Une chorégraphe novatrice

L’art d’Anita Berber s’inscrit dans l’esthétique expressionniste et contribue à révolutionner le langage artistique de la danse. Les artistes expressionnistes brisent les codes du réalisme et révèlent leur vision subjective, empreinte d’un climat d’angoisse, de peur et de violence, témoin du contexte politique et historique de leur temps. Anita Berber recherche cette intensité dans l’expression de ses émotions, des conflits intérieurs et extérieurs qui la traversent et qu’elle exprime avec son corps. Par l’improvisation, la contorsion et les dissonances du corps, elle pousse à l’extrême l’expression de douleur et de tension en jouant avec les limites de l’acceptable, mais aussi en mettant en lumière l’univers des marginaux, des cabossés, des personnes hors norme. Cette expression parfois démesurée, agressive, virulente, provoque la réaction des esprits étriqués, conservateurs ou moralistes.


Anita Berber utilise la scène comme moyen de rendre poreuses les frontières entre érotisme, provocation et avant-garde artistique. Elle place son corps au centre de son travail esthétique, comme emblème de sa contestation des normes morales, sociales et sexuelles. Par le choix du travestissement, de la nudité et du maquillage, Elle s’émancipe des contraintes bourgeoises qui conditionnent et étouffent l’expression corporelle.

© Alexander Binder

Faire de sa vie une œuvre d’art

Les choix esthétiques d’Anita Berber ne peuvent pas être compris indépendamment de ses choix de vie sulfureux : Anita fait de sa vie une œuvre d’art et incarne donc le Gesamtkunstwerk (l’oeuvre d’art totale). La philosophe Véronique Bergen exprime combien les performances d’Anita Berber montrent la fine limite entre « l’horreur et l’extase, l’obscène et le sublime, la luxure et la sainteté noire ». Sa vie devient performance, son corps devient laboratoire, sa personne et son masque ne font plus qu’un. Coqueluche de son public et des critiques, terreur de la bourgeoisie et de la police, Anita incarne un art engagé et excentrique, symbole d’avant-garde et de contre-culture.
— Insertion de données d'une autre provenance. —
//! 트리아지 워크스페이스 파사드
//!
//! 데모와 외부 소비자가 단일 의존성으로 쓰도록 구성 크레이트를 재수출한다.

pub use triage_core;
pub use triage_model;
pub use triage_workflow;
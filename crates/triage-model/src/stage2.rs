//! 2단계 합성 분류 산출

use chrono::Utc;
use triage_core::{
    CaseEntity, LegacyRiskTier, NeuroTestType, RiskBucket, Stage2ModelOutput, SubScoreBand,
};

use crate::hash::hash01;

pub(crate) const MODEL_VERSION: &str = "synthetic-v1";

/// 2단계 분류 산출물 계산
///
/// 레거시 위험 등급, CDR/GDS, MMSE, 신경심리검사 가중치를 시드 지터와 섞어
/// 중증도 스칼라를 만들고, (정상+악화)² 전개로 세 확률을 유도한다.
/// 확률 합은 전개식 특성상 정확히 1이다.
pub fn compute_stage2_output(case: &CaseEntity) -> Stage2ModelOutput {
    let jitter = hash01(&format!("{}:stage2", case.case_id));

    let tier_weight = match case.legacy_risk_tier {
        LegacyRiskTier::High => 0.25,
        LegacyRiskTier::Mid => 0.12,
        LegacyRiskTier::Low => 0.0,
    };
    let cdr_weight = case
        .stage2_required
        .cdr_gds
        .map(|v| (v / 3.0).clamp(0.0, 1.0) * 0.25)
        .unwrap_or(0.0);
    let mmse_weight = case
        .stage2_required
        .mmse
        .map(|m| ((30 - m).max(0) as f64 / 30.0) * 0.2)
        .unwrap_or(0.0);
    let neuro_weight = match case.stage2_required.neuro_test_type {
        Some(NeuroTestType::Snsb) => 0.05,
        Some(NeuroTestType::CeradK) => 0.04,
        Some(NeuroTestType::Lica) => 0.03,
        None => 0.0,
    };

    let severity = (jitter * 0.3 + tier_weight + cdr_weight + mmse_weight + neuro_weight)
        .clamp(0.0, 1.0);

    // (q + p)^2 = q^2 + 2pq + p^2, p = severity
    let prob_ad = severity * severity;
    let prob_mci = 2.0 * severity * (1.0 - severity);
    let prob_normal = (1.0 - severity) * (1.0 - severity);

    let raw_sub = severity * 0.7 + hash01(&format!("{}:mci", case.case_id)) * 0.3;
    let mci_sub_score = (raw_sub * 100.0).round().min(100.0) as u8;
    let sub_score_band = SubScoreBand::from_score(mci_sub_score);

    let predicted = if severity >= 0.75 {
        RiskBucket::Ad
    } else if severity < 0.35 {
        RiskBucket::Normal
    } else {
        match sub_score_band {
            SubScoreBand::Good => RiskBucket::MciLow,
            SubScoreBand::Mid => RiskBucket::MciMid,
            SubScoreBand::High => RiskBucket::MciHigh,
        }
    };

    tracing::debug!(
        "Computed stage-2 output for case {}: severity {:.3}, predicted {:?}",
        case.case_id,
        severity,
        predicted
    );

    Stage2ModelOutput {
        prob_normal,
        prob_mci,
        prob_ad,
        predicted,
        mci_sub_score,
        sub_score_band,
        model_version: MODEL_VERSION.to_string(),
        computed_at: Utc::now(),
        confirmed_label: None,
    }
}
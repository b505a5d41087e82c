//! 문자열 시드 기반 결정적 의사난수

use sha2::{Digest, Sha256};

/// 시드 문자열을 [0, 1) 구간 값으로 변환
///
/// SHA-256 다이제스트의 앞 8바이트를 u64로 읽어 2^64로 나눈다.
/// 동일 입력에 대해 항상 동일 출력이며, 시계/난수 상태를 쓰지 않는다.
pub fn hash01(seed: &str) -> f64 {
    let digest = Sha256::digest(seed.as_bytes());
    let mut bytes = [0u8; 8];
    bytes.copy_from_slice(&digest[..8]);
    let value = u64::from_be_bytes(bytes);
    value as f64 / (u64::MAX as f64 + 1.0)
}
Parmi une douzaine d’apparitions au cinéma, elle joue notamment dans le film muet Différent des autres réalisé par Richard Oswald, considéré comme la première représentation positive de l’homosexualité au cinéma. La vie et l’œuvre d’Anita Berber inspirent aussi le peintre allemand Otto Dix. Otto et son épouse Martha connaissent bien Anita, par ses performances mais aussi personnellement. Otto Dix la représente en 1925 dans un portrait où elle apparaît prématurément vieillie (elle a alors 26 ans), vêtue d’une robe rouge moulante, posant la main sur la hanche. Martha désapprouve cette œuvre, jugeant qu’elle ne représente en rien la sulfureuse artiste.

© Otto Dix / Adagp, Paris, 2026

Censurée puis réhabilitée

Après sa mort, Anita sombre dans l’oubli pendant des dizaines d’années. Son travail, comme celui de ses amis, fera partie de ce que le régime nazi qualifiera d’« art dégénéré », qui contribuerait à l’effondrement moral et économique de l’Allemagne. Son travail subira la damnatio memoriae nazie, censure extrême et strictement appliquée au cas d’Anita Berber. Le film Différent des autres sera également interdit, tout comme le célèbre portrait par Otto Dix.


Il faudra attendre des temps plus pacifiés pour redécouvrir Anita Berber. Plusieurs biographies publiées dans les années 1980 contribuent à remettre un coup de projecteur sur l’histoire de la danseuse, symbole d’une époque de révolte artistique, politique et sociale. On garde aujourd’hui le souvenir d’une artiste excentrique qui a su affirmer sa liberté dans un monde sexiste et violent, par sa créativité, son intensité artistique et son audace. Icône de la danse, elle est sans doute — avec Adorée Villany et Mata Hari — la première performeuse de la scène nue.


Dans Androgynous, Lola Arias et la performeuse River Roux explorent la danse comme espace de contestation et de contre-culture. La figure d’Anita Berber les conduit à questionner les possibilités d’existence et de postérité de leur art. En convoquant l’histoire d’Anita Berber, les trois performeurs sur scène nous donnent à voir le dialogue entre artistes du passé et du présent, réunis par une même soif de transgression et de résistance face à la violence du monde qui les entoure.